▶ **What needs to be done**:
Below are some records. Return exactly the lines from the one containing "config.validate()?;" through the one containing "cols) = grid_dimensions(display, cell_sizes[cell_size_index]);", both included, and only those.
Data records Block Start
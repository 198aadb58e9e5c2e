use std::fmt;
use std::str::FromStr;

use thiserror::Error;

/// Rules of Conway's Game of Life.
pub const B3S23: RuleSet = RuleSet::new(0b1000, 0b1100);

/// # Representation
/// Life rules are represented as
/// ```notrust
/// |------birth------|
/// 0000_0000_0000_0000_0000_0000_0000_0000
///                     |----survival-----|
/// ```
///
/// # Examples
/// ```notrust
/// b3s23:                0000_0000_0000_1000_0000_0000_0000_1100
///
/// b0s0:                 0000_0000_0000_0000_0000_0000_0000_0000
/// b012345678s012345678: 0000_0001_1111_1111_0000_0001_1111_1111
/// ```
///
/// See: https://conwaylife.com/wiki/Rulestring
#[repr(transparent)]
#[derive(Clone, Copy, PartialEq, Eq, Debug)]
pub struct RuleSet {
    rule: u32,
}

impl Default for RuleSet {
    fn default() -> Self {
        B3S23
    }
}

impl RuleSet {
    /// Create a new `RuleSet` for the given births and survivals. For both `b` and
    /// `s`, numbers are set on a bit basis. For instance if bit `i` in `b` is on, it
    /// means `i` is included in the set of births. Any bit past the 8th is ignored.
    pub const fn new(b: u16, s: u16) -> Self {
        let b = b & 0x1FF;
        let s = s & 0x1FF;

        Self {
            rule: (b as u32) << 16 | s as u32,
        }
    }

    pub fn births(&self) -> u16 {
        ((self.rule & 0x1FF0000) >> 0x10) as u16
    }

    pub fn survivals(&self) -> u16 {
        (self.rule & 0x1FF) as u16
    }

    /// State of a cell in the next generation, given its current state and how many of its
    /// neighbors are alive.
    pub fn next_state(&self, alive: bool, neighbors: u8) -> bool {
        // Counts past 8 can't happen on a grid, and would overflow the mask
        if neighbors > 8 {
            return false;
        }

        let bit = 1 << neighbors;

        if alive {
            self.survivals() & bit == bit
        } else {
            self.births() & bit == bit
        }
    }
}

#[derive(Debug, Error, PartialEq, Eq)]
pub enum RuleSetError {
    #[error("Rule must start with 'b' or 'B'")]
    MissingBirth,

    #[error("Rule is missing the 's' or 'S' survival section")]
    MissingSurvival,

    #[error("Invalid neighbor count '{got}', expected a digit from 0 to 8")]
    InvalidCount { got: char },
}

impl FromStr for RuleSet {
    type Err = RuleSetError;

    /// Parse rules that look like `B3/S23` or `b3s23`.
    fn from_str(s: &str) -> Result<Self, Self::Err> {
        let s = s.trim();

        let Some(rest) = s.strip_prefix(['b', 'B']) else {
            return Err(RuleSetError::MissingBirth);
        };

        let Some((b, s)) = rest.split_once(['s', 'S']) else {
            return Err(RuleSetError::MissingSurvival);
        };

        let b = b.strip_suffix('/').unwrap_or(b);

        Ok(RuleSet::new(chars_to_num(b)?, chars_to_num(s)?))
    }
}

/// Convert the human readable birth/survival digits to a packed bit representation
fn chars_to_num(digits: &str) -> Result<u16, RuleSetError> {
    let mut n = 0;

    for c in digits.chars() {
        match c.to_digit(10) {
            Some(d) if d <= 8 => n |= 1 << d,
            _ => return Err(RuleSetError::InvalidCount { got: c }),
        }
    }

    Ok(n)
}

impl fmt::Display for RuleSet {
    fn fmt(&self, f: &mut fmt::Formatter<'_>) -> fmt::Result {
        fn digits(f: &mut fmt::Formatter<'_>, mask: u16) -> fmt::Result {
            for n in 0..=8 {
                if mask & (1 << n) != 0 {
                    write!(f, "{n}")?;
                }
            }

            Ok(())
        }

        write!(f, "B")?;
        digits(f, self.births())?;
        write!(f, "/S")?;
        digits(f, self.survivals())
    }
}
Data records Block End
Data records Block Start
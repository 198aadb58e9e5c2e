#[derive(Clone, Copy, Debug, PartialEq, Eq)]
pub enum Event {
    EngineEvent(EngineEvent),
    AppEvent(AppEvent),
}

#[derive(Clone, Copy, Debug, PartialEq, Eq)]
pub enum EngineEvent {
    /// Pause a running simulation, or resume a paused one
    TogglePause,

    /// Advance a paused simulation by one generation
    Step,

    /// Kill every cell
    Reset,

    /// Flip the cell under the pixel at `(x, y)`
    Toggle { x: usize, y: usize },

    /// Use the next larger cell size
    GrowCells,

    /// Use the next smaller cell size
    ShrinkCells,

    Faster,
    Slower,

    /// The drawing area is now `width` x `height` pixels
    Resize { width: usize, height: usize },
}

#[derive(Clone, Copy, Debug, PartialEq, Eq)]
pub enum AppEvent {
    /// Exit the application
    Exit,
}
Data records Block End
Data records Block Start
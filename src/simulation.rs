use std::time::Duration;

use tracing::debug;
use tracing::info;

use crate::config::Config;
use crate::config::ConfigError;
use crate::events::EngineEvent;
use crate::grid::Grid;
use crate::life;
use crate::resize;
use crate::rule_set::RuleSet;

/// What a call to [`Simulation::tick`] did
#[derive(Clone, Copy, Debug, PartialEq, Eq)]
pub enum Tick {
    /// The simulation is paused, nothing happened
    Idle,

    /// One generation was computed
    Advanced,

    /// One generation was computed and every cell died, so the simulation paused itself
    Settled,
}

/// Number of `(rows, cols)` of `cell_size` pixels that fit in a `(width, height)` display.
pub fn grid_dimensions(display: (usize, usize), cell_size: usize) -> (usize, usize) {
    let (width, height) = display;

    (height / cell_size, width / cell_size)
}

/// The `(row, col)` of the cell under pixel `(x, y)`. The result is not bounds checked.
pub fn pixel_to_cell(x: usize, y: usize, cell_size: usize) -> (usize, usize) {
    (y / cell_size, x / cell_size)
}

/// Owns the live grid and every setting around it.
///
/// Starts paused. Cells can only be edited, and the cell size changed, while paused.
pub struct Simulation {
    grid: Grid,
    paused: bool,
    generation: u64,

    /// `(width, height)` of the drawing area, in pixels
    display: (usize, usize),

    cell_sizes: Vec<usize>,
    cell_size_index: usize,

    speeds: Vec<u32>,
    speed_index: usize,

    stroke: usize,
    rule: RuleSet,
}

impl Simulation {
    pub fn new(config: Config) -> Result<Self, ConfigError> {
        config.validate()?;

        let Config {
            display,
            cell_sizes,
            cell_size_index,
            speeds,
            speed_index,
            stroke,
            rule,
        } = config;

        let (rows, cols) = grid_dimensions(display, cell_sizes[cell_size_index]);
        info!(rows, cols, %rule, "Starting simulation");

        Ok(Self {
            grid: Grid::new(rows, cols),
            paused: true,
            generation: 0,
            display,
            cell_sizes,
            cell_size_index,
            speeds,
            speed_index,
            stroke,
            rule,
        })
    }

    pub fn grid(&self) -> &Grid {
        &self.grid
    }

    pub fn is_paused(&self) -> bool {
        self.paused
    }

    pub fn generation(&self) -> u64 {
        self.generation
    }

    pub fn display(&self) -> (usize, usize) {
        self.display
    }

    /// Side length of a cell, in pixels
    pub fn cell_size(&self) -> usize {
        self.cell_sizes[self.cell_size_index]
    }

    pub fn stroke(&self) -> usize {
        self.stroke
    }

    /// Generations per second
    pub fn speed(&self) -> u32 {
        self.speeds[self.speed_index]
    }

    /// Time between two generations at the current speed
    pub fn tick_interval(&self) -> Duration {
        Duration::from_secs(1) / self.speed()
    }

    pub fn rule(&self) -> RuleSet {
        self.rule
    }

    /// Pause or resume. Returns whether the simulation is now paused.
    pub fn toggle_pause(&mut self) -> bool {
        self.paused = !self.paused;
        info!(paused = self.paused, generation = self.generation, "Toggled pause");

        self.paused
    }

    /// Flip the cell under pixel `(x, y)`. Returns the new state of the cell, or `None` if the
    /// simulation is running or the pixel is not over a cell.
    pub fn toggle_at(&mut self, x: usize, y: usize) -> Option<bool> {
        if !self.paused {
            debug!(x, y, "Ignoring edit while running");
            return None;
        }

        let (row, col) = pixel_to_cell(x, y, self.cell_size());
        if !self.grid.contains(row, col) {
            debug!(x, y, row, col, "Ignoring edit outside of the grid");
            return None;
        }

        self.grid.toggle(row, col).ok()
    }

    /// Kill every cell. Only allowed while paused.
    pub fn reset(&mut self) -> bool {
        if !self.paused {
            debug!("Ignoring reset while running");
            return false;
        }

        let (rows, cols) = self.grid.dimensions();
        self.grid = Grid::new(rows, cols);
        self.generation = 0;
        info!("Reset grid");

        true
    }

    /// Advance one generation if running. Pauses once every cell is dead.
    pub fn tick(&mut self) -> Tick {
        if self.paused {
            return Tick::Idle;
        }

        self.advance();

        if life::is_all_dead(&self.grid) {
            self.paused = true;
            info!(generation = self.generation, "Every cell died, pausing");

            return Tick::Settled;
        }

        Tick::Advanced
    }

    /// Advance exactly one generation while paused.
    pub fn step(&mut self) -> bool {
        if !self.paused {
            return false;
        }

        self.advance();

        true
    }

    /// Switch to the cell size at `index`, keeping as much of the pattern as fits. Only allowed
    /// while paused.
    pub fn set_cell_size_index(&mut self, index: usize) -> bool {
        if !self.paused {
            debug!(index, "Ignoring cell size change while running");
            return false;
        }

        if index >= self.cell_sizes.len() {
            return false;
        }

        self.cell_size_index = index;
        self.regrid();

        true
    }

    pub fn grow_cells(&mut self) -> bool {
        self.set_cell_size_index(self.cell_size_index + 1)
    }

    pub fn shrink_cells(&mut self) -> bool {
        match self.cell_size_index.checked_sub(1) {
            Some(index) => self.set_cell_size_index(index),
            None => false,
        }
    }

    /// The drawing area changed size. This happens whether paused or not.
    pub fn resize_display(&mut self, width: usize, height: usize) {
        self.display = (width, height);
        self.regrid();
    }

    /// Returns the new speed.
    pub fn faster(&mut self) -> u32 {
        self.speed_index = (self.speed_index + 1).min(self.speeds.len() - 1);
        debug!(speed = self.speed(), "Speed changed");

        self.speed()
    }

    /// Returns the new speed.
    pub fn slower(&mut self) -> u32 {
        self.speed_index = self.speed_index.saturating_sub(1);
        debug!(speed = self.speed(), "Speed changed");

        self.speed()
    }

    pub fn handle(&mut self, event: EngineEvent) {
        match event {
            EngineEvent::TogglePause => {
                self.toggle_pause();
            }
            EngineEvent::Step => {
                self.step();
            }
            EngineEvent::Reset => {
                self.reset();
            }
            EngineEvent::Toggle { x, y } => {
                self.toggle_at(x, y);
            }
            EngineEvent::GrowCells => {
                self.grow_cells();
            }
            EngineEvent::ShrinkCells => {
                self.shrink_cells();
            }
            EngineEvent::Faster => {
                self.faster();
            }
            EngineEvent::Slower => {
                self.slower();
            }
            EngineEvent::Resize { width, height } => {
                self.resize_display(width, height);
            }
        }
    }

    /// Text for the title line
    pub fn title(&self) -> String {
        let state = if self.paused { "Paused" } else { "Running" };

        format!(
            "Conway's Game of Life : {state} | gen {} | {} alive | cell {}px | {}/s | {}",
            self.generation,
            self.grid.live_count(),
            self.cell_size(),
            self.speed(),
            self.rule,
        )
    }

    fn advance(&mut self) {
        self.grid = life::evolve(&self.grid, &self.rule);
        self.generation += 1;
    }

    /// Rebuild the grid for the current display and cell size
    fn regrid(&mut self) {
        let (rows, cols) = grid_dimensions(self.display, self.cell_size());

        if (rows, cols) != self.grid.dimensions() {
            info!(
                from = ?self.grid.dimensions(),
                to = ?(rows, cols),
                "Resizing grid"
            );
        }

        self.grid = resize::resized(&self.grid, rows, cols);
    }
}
Data records Block End
▶ **Finished task**:
        config.validate()?;

        let Config {
            display,
            cell_sizes,
            cell_size_index,
            speeds,
            speed_index,
            stroke,
            rule,
        } = config;

        let (rows, cols) = grid_dimensions(display, cell_sizes[cell_size_index]);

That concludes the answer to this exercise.